Nice idea hey! However, at the same time I’ve become increasingly realistic about how busy people are, and what we can and cannot expect collaborators to learn and do, and it is clear to me now that the only way to realize this dream is for someone other than the data creators to do the bulk of work needed to integrate these data. I’ve also noted the many barriers to collecting data into a single new biodiversity portal: most people will generally want to keep control of their data, publishing it in the way that best fits with their own needs and capacity.
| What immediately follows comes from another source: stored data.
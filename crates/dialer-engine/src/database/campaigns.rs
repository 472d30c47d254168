use std::fmt;
use std::str::FromStr;

use anyhow::{anyhow, Result};
use serde::{Deserialize, Serialize};
use tracing::{debug, info};

use super::DatabaseManager;
use crate::types::CampaignId;

/// How a campaign places calls
#[derive(Debug, Clone, Copy, PartialEq, Eq, Serialize, Deserialize)]
#[serde(rename_all = "snake_case")]
pub enum DialMethod {
    /// Agents dial by hand, the scheduler does nothing
    Manual,
    /// Agents review the lead before the call, the scheduler does nothing
    Preview,
    /// One line per ready agent
    Progressive,
    /// Ratio-paced over-dialing with abandon-rate self-tuning
    Predictive,
}

impl DialMethod {
    pub fn as_str(&self) -> &'static str {
        match self {
            DialMethod::Manual => "manual",
            DialMethod::Preview => "preview",
            DialMethod::Progressive => "progressive",
            DialMethod::Predictive => "predictive",
        }
    }

    /// Whether the scheduler originates calls for this method
    pub fn is_auto_dial(&self) -> bool {
        matches!(self, DialMethod::Progressive | DialMethod::Predictive)
    }
}

impl FromStr for DialMethod {
    type Err = anyhow::Error;

    fn from_str(s: &str) -> Result<Self> {
        match s {
            "manual" => Ok(DialMethod::Manual),
            "preview" => Ok(DialMethod::Preview),
            "progressive" => Ok(DialMethod::Progressive),
            "predictive" => Ok(DialMethod::Predictive),
            other => Err(anyhow!("unknown dial method '{}'", other)),
        }
    }
}

/// Campaign run state
#[derive(Debug, Clone, Copy, PartialEq, Eq, Serialize, Deserialize)]
#[serde(rename_all = "snake_case")]
pub enum CampaignStatus {
    Active,
    Paused,
    Stopped,
}

impl CampaignStatus {
    pub fn as_str(&self) -> &'static str {
        match self {
            CampaignStatus::Active => "active",
            CampaignStatus::Paused => "paused",
            CampaignStatus::Stopped => "stopped",
        }
    }
}

impl fmt::Display for CampaignStatus {
    fn fmt(&self, f: &mut fmt::Formatter<'_>) -> fmt::Result {
        f.write_str(self.as_str())
    }
}

impl FromStr for CampaignStatus {
    type Err = anyhow::Error;

    fn from_str(s: &str) -> Result<Self> {
        match s {
            "active" => Ok(CampaignStatus::Active),
            "paused" => Ok(CampaignStatus::Paused),
            "stopped" => Ok(CampaignStatus::Stopped),
            other => Err(anyhow!("unknown campaign status '{}'", other)),
        }
    }
}

/// Campaign with its pacing configuration
#[derive(Debug, Clone, Serialize, Deserialize)]
pub struct Campaign {
    pub id: CampaignId,
    pub name: String,
    pub status: CampaignStatus,
    pub dial_method: DialMethod,
    /// Current dial ratio, adjusted by the scheduler within the bounds below
    pub dial_ratio: f64,
    pub dial_ratio_min: f64,
    pub dial_ratio_max: f64,
    /// Abandon-rate threshold in percent
    pub abandon_threshold: f64,
    pub max_concurrent_calls: u32,
    pub max_lines: u32,
    pub hopper_size: u32,
    pub wrapup_timeout_secs: u64,
    /// Skip wrap-up after a call and go straight back to ready
    pub auto_available: bool,
    /// Disposition applied when wrap-up times out without one
    pub auto_wrapup_disposition: Option<String>,
    pub call_timeout_secs: u64,
    pub max_attempts: u32,
    pub retry_delay_secs: u64,
    pub dial_prefix: Option<String>,
    pub caller_id: Option<String>,
    /// Telephony server to dial through; the first configured one when unset
    pub server_id: Option<String>,
    pub pause_reason: Option<String>,
}

impl Default for Campaign {
    fn default() -> Self {
        Self {
            id: 0,
            name: String::new(),
            status: CampaignStatus::Active,
            dial_method: DialMethod::Predictive,
            dial_ratio: 1.0,
            dial_ratio_min: 1.0,
            dial_ratio_max: 3.0,
            abandon_threshold: 3.0,
            max_concurrent_calls: 50,
            max_lines: 50,
            hopper_size: 100,
            wrapup_timeout_secs: 60,
            auto_available: false,
            auto_wrapup_disposition: None,
            call_timeout_secs: 30,
            max_attempts: 3,
            retry_delay_secs: 3600,
            dial_prefix: None,
            caller_id: None,
            server_id: None,
            pause_reason: None,
        }
    }
}

impl Campaign {
    pub fn new(name: impl Into<String>) -> Self {
        Self {
            name: name.into(),
            ..Default::default()
        }
    }

    /// Dial string for a lead's number
    pub fn dial_string(&self, phone_number: &str) -> String {
        match &self.dial_prefix {
            Some(prefix) => format!("{}{}", prefix, phone_number),
            None => phone_number.to_string(),
        }
    }

    pub fn wrapup_timeout(&self) -> chrono::Duration {
        chrono::Duration::seconds(self.wrapup_timeout_secs as i64)
    }
}

#[derive(sqlx::FromRow)]
struct CampaignRow {
    id: i64,
    name: String,
    status: String,
    dial_method: String,
    dial_ratio: f64,
    dial_ratio_min: f64,
    dial_ratio_max: f64,
    abandon_threshold: f64,
    max_concurrent_calls: i64,
    max_lines: i64,
    hopper_size: i64,
    wrapup_timeout_secs: i64,
    auto_available: bool,
    auto_wrapup_disposition: Option<String>,
    call_timeout_secs: i64,
    max_attempts: i64,
    retry_delay_secs: i64,
    dial_prefix: Option<String>,
    caller_id: Option<String>,
    server_id: Option<String>,
    pause_reason: Option<String>,
}

impl TryFrom<CampaignRow> for Campaign {
    type Error = anyhow::Error;

    fn try_from(row: CampaignRow) -> Result<Self> {
        Ok(Campaign {
            id: row.id,
            name: row.name,
            status: row.status.parse()?,
            dial_method: row.dial_method.parse()?,
            dial_ratio: row.dial_ratio,
            dial_ratio_min: row.dial_ratio_min,
            dial_ratio_max: row.dial_ratio_max,
            abandon_threshold: row.abandon_threshold,
            max_concurrent_calls: row.max_concurrent_calls.max(0) as u32,
            max_lines: row.max_lines.max(0) as u32,
            hopper_size: row.hopper_size.max(0) as u32,
            wrapup_timeout_secs: row.wrapup_timeout_secs.max(0) as u64,
            auto_available: row.auto_available,
            auto_wrapup_disposition: row.auto_wrapup_disposition,
            call_timeout_secs: row.call_timeout_secs.max(0) as u64,
            max_attempts: row.max_attempts.max(0) as u32,
            retry_delay_secs: row.retry_delay_secs.max(0) as u64,
            dial_prefix: row.dial_prefix,
            caller_id: row.caller_id,
            server_id: row.server_id,
            pause_reason: row.pause_reason,
        })
    }
}

const CAMPAIGN_COLUMNS: &str = "id, name, status, dial_method, dial_ratio, dial_ratio_min, \
     dial_ratio_max, abandon_threshold, max_concurrent_calls, max_lines, hopper_size, \
     wrapup_timeout_secs, auto_available, auto_wrapup_disposition, call_timeout_secs, \
     max_attempts, retry_delay_secs, dial_prefix, caller_id, server_id, pause_reason";

impl DatabaseManager {
    /// Insert a campaign, returning its id. `campaign.id` is ignored.
    pub async fn create_campaign(&self, campaign: &Campaign) -> Result<CampaignId> {
        let result = sqlx::query(
            "INSERT INTO campaigns (name, status, dial_method, dial_ratio, dial_ratio_min,
                dial_ratio_max, abandon_threshold, max_concurrent_calls, max_lines, hopper_size,
                wrapup_timeout_secs, auto_available, auto_wrapup_disposition, call_timeout_secs,
                max_attempts, retry_delay_secs, dial_prefix, caller_id, server_id, pause_reason)
             VALUES (?, ?, ?, ?, ?, ?, ?, ?, ?, ?, ?, ?, ?, ?, ?, ?, ?, ?, ?, ?)",
        )
        .bind(&campaign.name)
        .bind(campaign.status.as_str())
        .bind(campaign.dial_method.as_str())
        .bind(campaign.dial_ratio)
        .bind(campaign.dial_ratio_min)
        .bind(campaign.dial_ratio_max)
        .bind(campaign.abandon_threshold)
        .bind(campaign.max_concurrent_calls as i64)
        .bind(campaign.max_lines as i64)
        .bind(campaign.hopper_size as i64)
        .bind(campaign.wrapup_timeout_secs as i64)
        .bind(campaign.auto_available)
        .bind(&campaign.auto_wrapup_disposition)
        .bind(campaign.call_timeout_secs as i64)
        .bind(campaign.max_attempts as i64)
        .bind(campaign.retry_delay_secs as i64)
        .bind(&campaign.dial_prefix)
        .bind(&campaign.caller_id)
        .bind(&campaign.server_id)
        .bind(&campaign.pause_reason)
        .execute(self.pool())
        .await?;

        let id = result.last_insert_rowid();
        info!("📋 Created campaign {} ({})", id, campaign.name);
        Ok(id)
    }

    /// Replace the editable configuration of a campaign
    pub async fn update_campaign(&self, campaign: &Campaign) -> Result<bool> {
        let result = sqlx::query(
            "UPDATE campaigns SET name = ?, status = ?, dial_method = ?, dial_ratio = ?,
                dial_ratio_min = ?, dial_ratio_max = ?, abandon_threshold = ?,
                max_concurrent_calls = ?, max_lines = ?, hopper_size = ?,
                wrapup_timeout_secs = ?, auto_available = ?, auto_wrapup_disposition = ?,
                call_timeout_secs = ?, max_attempts = ?, retry_delay_secs = ?,
                dial_prefix = ?, caller_id = ?, server_id = ?, pause_reason = ?
             WHERE id = ?",
        )
        .bind(&campaign.name)
        .bind(campaign.status.as_str())
        .bind(campaign.dial_method.as_str())
        .bind(campaign.dial_ratio)
        .bind(campaign.dial_ratio_min)
        .bind(campaign.dial_ratio_max)
        .bind(campaign.abandon_threshold)
        .bind(campaign.max_concurrent_calls as i64)
        .bind(campaign.max_lines as i64)
        .bind(campaign.hopper_size as i64)
        .bind(campaign.wrapup_timeout_secs as i64)
        .bind(campaign.auto_available)
        .bind(&campaign.auto_wrapup_disposition)
        .bind(campaign.call_timeout_secs as i64)
        .bind(campaign.max_attempts as i64)
        .bind(campaign.retry_delay_secs as i64)
        .bind(&campaign.dial_prefix)
        .bind(&campaign.caller_id)
        .bind(&campaign.server_id)
        .bind(&campaign.pause_reason)
        .bind(campaign.id)
        .execute(self.pool())
        .await?;

        Ok(result.rows_affected() > 0)
    }

    pub async fn get_campaign(&self, id: CampaignId) -> Result<Option<Campaign>> {
        let sql = format!("SELECT {} FROM campaigns WHERE id = ?", CAMPAIGN_COLUMNS);
        let row: Option<CampaignRow> = sqlx::query_as(&sql)
            .bind(id)
            .fetch_optional(self.pool())
            .await?;
        row.map(Campaign::try_from).transpose()
    }

    pub async fn list_campaigns(&self) -> Result<Vec<Campaign>> {
        let sql = format!("SELECT {} FROM campaigns ORDER BY id", CAMPAIGN_COLUMNS);
        let rows: Vec<CampaignRow> = sqlx::query_as(&sql).fetch_all(self.pool()).await?;
        rows.into_iter().map(Campaign::try_from).collect()
    }

    /// Campaigns the scheduler should look at this tick
    pub async fn list_active_campaigns(&self) -> Result<Vec<Campaign>> {
        let sql = format!(
            "SELECT {} FROM campaigns WHERE status = 'active' ORDER BY id",
            CAMPAIGN_COLUMNS
        );
        let rows: Vec<CampaignRow> = sqlx::query_as(&sql).fetch_all(self.pool()).await?;
        rows.into_iter().map(Campaign::try_from).collect()
    }

    /// Persist a self-tuned dial ratio
    pub async fn update_dial_ratio(&self, id: CampaignId, dial_ratio: f64) -> Result<()> {
        sqlx::query("UPDATE campaigns SET dial_ratio = ? WHERE id = ?")
            .bind(dial_ratio)
            .bind(id)
            .execute(self.pool())
            .await?;
        debug!("Campaign {} dial ratio set to {:.2}", id, dial_ratio);
        Ok(())
    }

    pub async fn set_campaign_status(
        &self,
        id: CampaignId,
        status: CampaignStatus,
        reason: Option<&str>,
    ) -> Result<bool> {
        let result = sqlx::query("UPDATE campaigns SET status = ?, pause_reason = ? WHERE id = ?")
            .bind(status.as_str())
            .bind(reason)
            .bind(id)
            .execute(self.pool())
            .await?;
        Ok(result.rows_affected() > 0)
    }
}
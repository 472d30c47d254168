//! Outbound notifications to agents and supervisors.
//!
//! The engine publishes what happened; delivery (websocket push, message bus,
//! log) is up to the [`NotificationSink`]. [`BroadcastNotifier`] fans events
//! out over a tokio broadcast channel and is what the server uses by default.

use chrono::{DateTime, Utc};
use serde::{Deserialize, Serialize};
use tokio::sync::broadcast;
use tracing::trace;

use crate::agent::session::SessionState;
use crate::types::{AgentId, CallId, CampaignId, LeadId};

/// Who a notification is for
#[derive(Debug, Clone, PartialEq, Eq, Serialize, Deserialize)]
#[serde(tag = "kind", content = "id", rename_all = "snake_case")]
pub enum Audience {
    Agent(AgentId),
    Campaign(CampaignId),
}

#[derive(Debug, Clone, PartialEq, Serialize, Deserialize)]
#[serde(tag = "event", rename_all = "snake_case")]
pub enum DialerNotification {
    /// A customer was bridged to the agent
    CallConnected {
        call_id: CallId,
        lead_id: LeadId,
        phone_number: String,
    },
    /// The customer side of a bridged call hung up
    CallEnded { call_id: CallId, lead_id: LeadId },
    /// Answered customer with no agent to take the call
    CallAbandoned {
        call_id: CallId,
        lead_id: LeadId,
        phone_number: String,
    },
    AgentStatusChanged {
        agent_id: AgentId,
        state: SessionState,
        available: bool,
        reason: Option<String>,
    },
    /// Campaign paused or resumed by the engine
    CampaignHealthChanged {
        campaign_id: CampaignId,
        healthy: bool,
        reason: Option<String>,
    },
}

#[derive(Debug, Clone, Serialize, Deserialize)]
pub struct NotificationEnvelope {
    pub audience: Audience,
    pub at: DateTime<Utc>,
    #[serde(flatten)]
    pub notification: DialerNotification,
}

/// Delivery of engine notifications. Publishing never fails the caller.
pub trait NotificationSink: Send + Sync {
    fn publish(&self, audience: Audience, notification: DialerNotification);
}

/// Fan-out over a tokio broadcast channel
pub struct BroadcastNotifier {
    tx: broadcast::Sender<NotificationEnvelope>,
}

impl BroadcastNotifier {
    pub fn new(capacity: usize) -> Self {
        let (tx, _) = broadcast::channel(capacity.max(1));
        Self { tx }
    }

    pub fn subscribe(&self) -> broadcast::Receiver<NotificationEnvelope> {
        self.tx.subscribe()
    }
}

impl Default for BroadcastNotifier {
    fn default() -> Self {
        Self::new(1024)
    }
}

impl NotificationSink for BroadcastNotifier {
    fn publish(&self, audience: Audience, notification: DialerNotification) {
        let envelope = NotificationEnvelope {
            audience,
            at: Utc::now(),
            notification,
        };
        // No subscribers is fine
        if self.tx.send(envelope).is_err() {
            trace!("Notification dropped, nobody subscribed");
        }
    }
}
So the tasks of the ‘integrator’ are:

  1. Make a list of useful biodiversity data resources (e.g., for images: personal websites, Flickr, herbaria collections websites, etc),
  2. Contact the creators and i) explain the goals of this integration project, the benefits to the creator, and the methods to be used to harvest the data (page scraping, API calls, etc), ii) solicit the permission of the creator to use their data, and iii) to determine the (CC) license that the creator wishes to use,
  3. Write a set of instructions and documentation for each collaborator,
  4. Build a unique set of automated scripts for each resource,
  5. Run the scripts and store a cache of the data in a database,
  6. Develop the APIs to access the database,
  7. Build a cool website on top, allowing users to make statements about plant-plant and plant-taxon matches, and finally
  8. Re-publish old and new data as RDF.

Phew! Lots to do! But... I really think this ‘bespoke’ approach will in the end be most productive, because we are not talking about hundreds of key collaborators/resources, but only a few tens. This integration is not like launching a new social media platform that has to be scalable and generic.

Existing platforms

In the process of moving towards this and discussing the idea with people, I’ve met many researchers who would like to be part of this effort, but don’t have the tech skills to build their own online database. In the model above, there is no central repository for data and images, so where do I turn people to? There are a number of existing user-focused biodiversity platforms (e.g., iSpot, iNaturalist, Project Noah), and I just discovered that iNaturalist has an API to get the data back out; I need to look into this more as an option to recommend in future. However, so far I’ve found myself most often recommending Flickr as a great place to store the data about biodiversity observations, when those observations are represented by sets of photographs of individual plants, as they often are. The primary reasons for using Flickr are:

  1. Of all the main social networking sites it is most optimized for handling lots of large images, including image editing,
  2. It is oriented in the same way that we deal with physical collections, with a set of tools for organizing and curating objects, and,
  3. It has an excellent API.

More about Flickr, below. There also exist a lot of identified images of plants on Facebook, particularly in groups (e.g., the amazing Plants Community for Kalimantan Barat), and it may be possible to extract images and determinations via the Facebook API (e.g., for each image posted to a group, seek the last taxonomic name in comments on that photo). However, the information in Facebook is less useful than Flickr for building a networked plant data resource, because Facebook is fundamentally a social interaction platform, as opposed to Flickr’s object orientation: it is harder on Facebook to associate metadata (tags, descriptions, locations) with each ‘object.’

Flickr

The awesome Flickr platform

The awesome Flickr platform

I’ve been developing some ideas about using Flickr as a biodiversity image platform, particularly during i) discussions about the adoption of Flickr as a repository for staff-generated images of plants in the Arnold Arboretum, and ii) with Louise Neo, who has been taking amazing images of the plants of Singapore for a while now, storing them on Flickr (she also pointed me towards the amazing photos of Yeoh Yi Shuen and Ng Xin Yi). I’ll work towards writing a comprehensive set of guidelines for users (see a start I made here), but for the moment here are some pointers:

The Flickr API is awesome. See this small project for an example of using the API. The generic steps are:

  1. Get an OAuth access token for your script (‘app’)
  2. Get a list of albums for a user (e.g. method=flickr.photosets.getList&user_id=102148157%40N08; try it!)
  3. Get a list of photos in the album (e.g., method=flickr.photosets.getPhotos&photoset_id=72157642193981464; try it!)
  4. Get the metadata for each image (e.g., method=flickr.photos.getInfo&photo_id=13078067683; try it!)
  5. Get the direct URL of the image (e.g., method=flickr.photos.getSizes&photo_id=13078067683; try it!).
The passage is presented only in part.